## INFORMATION

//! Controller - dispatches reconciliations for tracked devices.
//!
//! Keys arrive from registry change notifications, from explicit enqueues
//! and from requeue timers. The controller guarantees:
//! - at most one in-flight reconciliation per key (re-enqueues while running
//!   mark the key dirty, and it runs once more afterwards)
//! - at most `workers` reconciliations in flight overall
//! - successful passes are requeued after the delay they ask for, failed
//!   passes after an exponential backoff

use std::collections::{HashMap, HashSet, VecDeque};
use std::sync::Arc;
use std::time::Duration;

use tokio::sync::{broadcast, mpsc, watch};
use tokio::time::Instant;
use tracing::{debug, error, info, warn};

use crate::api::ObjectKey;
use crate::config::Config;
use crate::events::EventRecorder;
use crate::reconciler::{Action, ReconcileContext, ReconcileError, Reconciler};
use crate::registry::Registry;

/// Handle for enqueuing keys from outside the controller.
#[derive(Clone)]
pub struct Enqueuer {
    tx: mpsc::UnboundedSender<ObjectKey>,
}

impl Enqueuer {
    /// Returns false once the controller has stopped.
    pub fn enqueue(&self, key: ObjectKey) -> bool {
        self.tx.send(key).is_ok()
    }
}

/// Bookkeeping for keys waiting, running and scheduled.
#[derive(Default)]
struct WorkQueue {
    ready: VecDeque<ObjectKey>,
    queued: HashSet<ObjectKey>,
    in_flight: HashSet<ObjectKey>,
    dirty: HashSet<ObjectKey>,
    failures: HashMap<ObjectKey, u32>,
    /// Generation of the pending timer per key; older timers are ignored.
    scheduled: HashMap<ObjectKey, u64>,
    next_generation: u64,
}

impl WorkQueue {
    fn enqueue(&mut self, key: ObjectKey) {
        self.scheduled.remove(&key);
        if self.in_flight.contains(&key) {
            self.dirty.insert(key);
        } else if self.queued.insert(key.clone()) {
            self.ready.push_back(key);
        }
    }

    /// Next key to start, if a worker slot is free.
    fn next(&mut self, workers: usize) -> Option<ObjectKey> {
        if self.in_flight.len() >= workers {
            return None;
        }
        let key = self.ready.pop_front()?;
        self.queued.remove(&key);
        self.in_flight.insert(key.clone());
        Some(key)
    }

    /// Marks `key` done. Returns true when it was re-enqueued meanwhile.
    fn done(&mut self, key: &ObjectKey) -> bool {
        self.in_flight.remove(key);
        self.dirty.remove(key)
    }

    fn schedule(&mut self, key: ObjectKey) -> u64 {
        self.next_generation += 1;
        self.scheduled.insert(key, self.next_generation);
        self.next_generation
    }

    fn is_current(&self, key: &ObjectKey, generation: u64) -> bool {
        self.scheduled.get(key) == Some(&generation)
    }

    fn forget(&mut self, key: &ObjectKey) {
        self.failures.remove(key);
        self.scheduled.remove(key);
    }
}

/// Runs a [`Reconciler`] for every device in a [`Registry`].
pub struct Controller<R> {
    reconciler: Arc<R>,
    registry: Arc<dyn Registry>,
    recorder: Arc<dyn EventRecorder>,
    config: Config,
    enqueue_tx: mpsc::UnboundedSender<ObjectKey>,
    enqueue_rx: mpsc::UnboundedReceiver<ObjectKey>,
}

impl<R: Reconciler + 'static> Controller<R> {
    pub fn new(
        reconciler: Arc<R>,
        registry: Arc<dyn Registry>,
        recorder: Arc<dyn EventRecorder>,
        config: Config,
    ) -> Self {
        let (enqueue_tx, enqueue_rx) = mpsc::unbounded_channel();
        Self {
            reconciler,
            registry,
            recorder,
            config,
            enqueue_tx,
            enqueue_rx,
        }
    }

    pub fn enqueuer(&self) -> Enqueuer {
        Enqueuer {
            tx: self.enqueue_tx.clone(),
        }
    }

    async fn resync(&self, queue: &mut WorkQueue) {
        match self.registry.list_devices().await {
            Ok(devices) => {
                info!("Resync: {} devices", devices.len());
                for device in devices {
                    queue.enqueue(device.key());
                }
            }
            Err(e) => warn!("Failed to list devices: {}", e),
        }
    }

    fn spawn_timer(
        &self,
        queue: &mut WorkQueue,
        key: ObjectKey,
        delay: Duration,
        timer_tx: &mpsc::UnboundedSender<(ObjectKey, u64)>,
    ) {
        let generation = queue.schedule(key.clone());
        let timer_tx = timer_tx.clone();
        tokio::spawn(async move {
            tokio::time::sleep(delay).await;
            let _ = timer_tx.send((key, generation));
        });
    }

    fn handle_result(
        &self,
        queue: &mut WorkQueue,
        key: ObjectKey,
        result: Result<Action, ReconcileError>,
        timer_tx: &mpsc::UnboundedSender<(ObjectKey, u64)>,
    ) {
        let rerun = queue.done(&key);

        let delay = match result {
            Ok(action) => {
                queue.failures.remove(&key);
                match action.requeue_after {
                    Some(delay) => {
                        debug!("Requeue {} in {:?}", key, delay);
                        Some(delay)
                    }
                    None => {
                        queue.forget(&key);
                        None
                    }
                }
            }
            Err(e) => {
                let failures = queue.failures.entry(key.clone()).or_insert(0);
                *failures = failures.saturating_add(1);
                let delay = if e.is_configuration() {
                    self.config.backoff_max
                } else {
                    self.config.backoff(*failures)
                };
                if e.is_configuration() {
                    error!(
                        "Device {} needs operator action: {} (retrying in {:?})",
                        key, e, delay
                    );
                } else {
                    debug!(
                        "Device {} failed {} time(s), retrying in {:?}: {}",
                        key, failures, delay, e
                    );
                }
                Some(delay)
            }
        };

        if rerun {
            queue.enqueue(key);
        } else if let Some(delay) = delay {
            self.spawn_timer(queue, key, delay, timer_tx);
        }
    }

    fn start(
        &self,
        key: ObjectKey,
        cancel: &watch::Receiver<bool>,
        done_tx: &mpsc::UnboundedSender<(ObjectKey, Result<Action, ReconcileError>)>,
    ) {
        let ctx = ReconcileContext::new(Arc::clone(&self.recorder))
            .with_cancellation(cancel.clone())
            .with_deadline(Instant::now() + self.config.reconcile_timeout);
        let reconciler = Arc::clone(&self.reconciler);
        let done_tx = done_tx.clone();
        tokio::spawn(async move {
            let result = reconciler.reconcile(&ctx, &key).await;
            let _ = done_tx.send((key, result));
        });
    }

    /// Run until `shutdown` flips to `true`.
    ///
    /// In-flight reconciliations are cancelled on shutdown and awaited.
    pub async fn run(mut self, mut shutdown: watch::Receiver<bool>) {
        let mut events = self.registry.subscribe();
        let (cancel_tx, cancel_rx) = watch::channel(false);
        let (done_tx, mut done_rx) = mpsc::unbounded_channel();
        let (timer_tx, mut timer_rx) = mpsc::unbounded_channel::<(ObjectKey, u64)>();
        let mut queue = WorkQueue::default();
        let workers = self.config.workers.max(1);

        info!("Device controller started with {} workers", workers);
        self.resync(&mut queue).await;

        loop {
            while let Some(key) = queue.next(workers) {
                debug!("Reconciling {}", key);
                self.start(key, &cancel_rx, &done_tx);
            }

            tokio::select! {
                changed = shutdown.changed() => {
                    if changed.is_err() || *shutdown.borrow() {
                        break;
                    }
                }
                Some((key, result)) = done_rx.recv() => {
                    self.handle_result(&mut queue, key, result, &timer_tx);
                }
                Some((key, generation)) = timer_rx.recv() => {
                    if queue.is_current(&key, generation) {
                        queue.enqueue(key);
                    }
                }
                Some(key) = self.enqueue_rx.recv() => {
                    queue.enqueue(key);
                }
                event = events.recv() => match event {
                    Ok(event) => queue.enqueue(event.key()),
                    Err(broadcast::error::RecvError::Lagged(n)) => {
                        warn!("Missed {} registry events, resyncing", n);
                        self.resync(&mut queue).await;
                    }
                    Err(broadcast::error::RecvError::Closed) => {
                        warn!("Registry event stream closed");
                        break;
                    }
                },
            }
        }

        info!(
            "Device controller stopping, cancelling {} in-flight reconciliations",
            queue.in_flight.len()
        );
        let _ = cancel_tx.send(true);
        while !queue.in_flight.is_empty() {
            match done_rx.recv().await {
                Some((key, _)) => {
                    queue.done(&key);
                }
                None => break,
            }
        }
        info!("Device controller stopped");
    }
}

---

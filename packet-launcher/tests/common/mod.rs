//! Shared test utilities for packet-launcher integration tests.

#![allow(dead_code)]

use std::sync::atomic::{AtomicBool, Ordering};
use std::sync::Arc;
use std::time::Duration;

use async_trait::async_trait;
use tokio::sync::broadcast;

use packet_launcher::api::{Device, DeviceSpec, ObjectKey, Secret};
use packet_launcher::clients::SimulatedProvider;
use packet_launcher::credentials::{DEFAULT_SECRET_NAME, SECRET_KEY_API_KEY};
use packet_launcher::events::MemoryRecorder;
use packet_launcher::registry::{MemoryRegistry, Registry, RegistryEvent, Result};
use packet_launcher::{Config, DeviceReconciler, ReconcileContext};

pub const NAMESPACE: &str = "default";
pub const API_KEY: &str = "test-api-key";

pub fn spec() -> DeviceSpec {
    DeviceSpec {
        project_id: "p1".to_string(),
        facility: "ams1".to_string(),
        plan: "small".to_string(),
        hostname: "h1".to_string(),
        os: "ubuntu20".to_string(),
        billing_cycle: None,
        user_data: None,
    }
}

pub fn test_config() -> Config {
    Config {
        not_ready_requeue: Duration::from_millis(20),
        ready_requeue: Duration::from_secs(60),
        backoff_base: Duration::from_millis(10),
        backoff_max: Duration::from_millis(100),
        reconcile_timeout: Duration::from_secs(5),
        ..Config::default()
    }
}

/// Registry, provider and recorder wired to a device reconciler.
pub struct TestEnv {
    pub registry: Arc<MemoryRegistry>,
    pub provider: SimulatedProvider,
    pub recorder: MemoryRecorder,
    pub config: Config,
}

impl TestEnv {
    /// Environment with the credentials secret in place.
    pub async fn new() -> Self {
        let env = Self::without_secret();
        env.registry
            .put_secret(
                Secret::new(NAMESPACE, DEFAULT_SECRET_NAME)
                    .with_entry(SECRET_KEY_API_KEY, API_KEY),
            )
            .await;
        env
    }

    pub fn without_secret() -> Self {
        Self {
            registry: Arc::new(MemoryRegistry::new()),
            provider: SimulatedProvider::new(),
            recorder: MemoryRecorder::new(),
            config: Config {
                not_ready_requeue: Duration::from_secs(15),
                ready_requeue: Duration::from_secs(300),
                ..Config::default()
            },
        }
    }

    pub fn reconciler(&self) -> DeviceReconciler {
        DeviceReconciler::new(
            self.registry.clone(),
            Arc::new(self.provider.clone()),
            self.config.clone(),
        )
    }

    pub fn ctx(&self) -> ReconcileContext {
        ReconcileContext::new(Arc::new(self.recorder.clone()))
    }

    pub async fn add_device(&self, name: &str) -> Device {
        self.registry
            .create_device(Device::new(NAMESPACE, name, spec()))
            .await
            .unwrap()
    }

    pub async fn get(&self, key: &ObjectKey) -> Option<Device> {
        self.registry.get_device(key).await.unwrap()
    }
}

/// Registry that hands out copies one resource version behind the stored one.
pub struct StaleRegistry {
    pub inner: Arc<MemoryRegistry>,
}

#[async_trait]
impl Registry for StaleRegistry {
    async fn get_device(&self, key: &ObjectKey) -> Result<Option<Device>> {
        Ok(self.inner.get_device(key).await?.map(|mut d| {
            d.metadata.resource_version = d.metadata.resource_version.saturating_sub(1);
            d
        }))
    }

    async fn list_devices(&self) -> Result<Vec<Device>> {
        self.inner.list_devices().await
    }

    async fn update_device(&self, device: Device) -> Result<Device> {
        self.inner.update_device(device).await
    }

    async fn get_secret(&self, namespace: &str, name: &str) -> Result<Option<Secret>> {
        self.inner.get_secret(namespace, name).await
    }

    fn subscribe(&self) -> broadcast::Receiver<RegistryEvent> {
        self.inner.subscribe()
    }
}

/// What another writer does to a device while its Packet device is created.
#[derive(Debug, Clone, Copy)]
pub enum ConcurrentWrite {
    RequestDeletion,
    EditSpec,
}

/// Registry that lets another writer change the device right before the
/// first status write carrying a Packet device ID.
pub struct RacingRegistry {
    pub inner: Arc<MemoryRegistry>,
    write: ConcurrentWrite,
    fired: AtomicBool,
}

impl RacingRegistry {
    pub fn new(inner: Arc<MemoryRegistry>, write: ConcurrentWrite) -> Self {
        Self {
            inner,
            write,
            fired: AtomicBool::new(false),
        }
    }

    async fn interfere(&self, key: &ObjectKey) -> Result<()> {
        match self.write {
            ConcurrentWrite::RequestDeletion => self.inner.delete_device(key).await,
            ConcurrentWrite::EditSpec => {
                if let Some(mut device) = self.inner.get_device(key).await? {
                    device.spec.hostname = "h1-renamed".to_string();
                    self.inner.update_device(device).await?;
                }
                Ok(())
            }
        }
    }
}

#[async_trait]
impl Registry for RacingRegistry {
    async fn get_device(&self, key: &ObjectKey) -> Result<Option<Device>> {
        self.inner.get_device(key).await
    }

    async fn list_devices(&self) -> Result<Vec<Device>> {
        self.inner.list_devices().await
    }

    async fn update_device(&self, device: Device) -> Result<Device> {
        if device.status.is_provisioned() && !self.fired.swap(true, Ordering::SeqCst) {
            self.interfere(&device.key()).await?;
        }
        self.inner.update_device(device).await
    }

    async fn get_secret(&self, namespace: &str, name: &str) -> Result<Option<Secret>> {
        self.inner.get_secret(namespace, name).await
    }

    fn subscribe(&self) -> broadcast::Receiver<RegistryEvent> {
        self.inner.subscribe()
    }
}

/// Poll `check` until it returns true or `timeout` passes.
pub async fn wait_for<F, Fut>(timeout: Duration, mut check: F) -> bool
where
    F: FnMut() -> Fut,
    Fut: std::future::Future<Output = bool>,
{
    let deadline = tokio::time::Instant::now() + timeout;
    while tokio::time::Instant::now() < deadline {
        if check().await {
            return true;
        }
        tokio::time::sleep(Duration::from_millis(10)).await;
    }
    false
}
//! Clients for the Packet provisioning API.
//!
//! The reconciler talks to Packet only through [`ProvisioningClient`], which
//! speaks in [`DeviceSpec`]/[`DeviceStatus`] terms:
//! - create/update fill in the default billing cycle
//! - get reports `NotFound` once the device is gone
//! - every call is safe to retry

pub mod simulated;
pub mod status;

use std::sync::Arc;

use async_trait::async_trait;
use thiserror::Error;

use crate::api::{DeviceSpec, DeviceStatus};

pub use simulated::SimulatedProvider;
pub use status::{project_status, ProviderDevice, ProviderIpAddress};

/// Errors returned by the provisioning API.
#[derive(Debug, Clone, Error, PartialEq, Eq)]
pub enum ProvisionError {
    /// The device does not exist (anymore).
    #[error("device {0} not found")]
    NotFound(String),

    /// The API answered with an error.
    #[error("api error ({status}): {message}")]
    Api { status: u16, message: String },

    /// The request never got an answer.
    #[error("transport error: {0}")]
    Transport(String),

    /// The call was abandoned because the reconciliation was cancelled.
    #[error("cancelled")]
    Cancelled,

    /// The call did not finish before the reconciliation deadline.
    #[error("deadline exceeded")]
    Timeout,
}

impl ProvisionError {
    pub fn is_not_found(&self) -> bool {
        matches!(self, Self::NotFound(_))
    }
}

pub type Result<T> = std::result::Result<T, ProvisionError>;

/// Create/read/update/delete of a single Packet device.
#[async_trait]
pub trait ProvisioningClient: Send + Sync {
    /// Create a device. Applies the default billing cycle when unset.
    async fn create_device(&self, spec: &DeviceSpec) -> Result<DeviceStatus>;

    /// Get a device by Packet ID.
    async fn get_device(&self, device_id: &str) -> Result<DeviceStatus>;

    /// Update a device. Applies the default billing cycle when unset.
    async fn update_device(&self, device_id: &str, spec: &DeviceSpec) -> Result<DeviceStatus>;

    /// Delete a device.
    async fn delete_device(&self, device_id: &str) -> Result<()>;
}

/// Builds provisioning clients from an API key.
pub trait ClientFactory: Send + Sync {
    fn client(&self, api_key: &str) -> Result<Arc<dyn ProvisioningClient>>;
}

## TASK GOAL
Every line above that holds the string "unset" counts once; give the total and nothing more.

## EXPECTED OUTPUT
2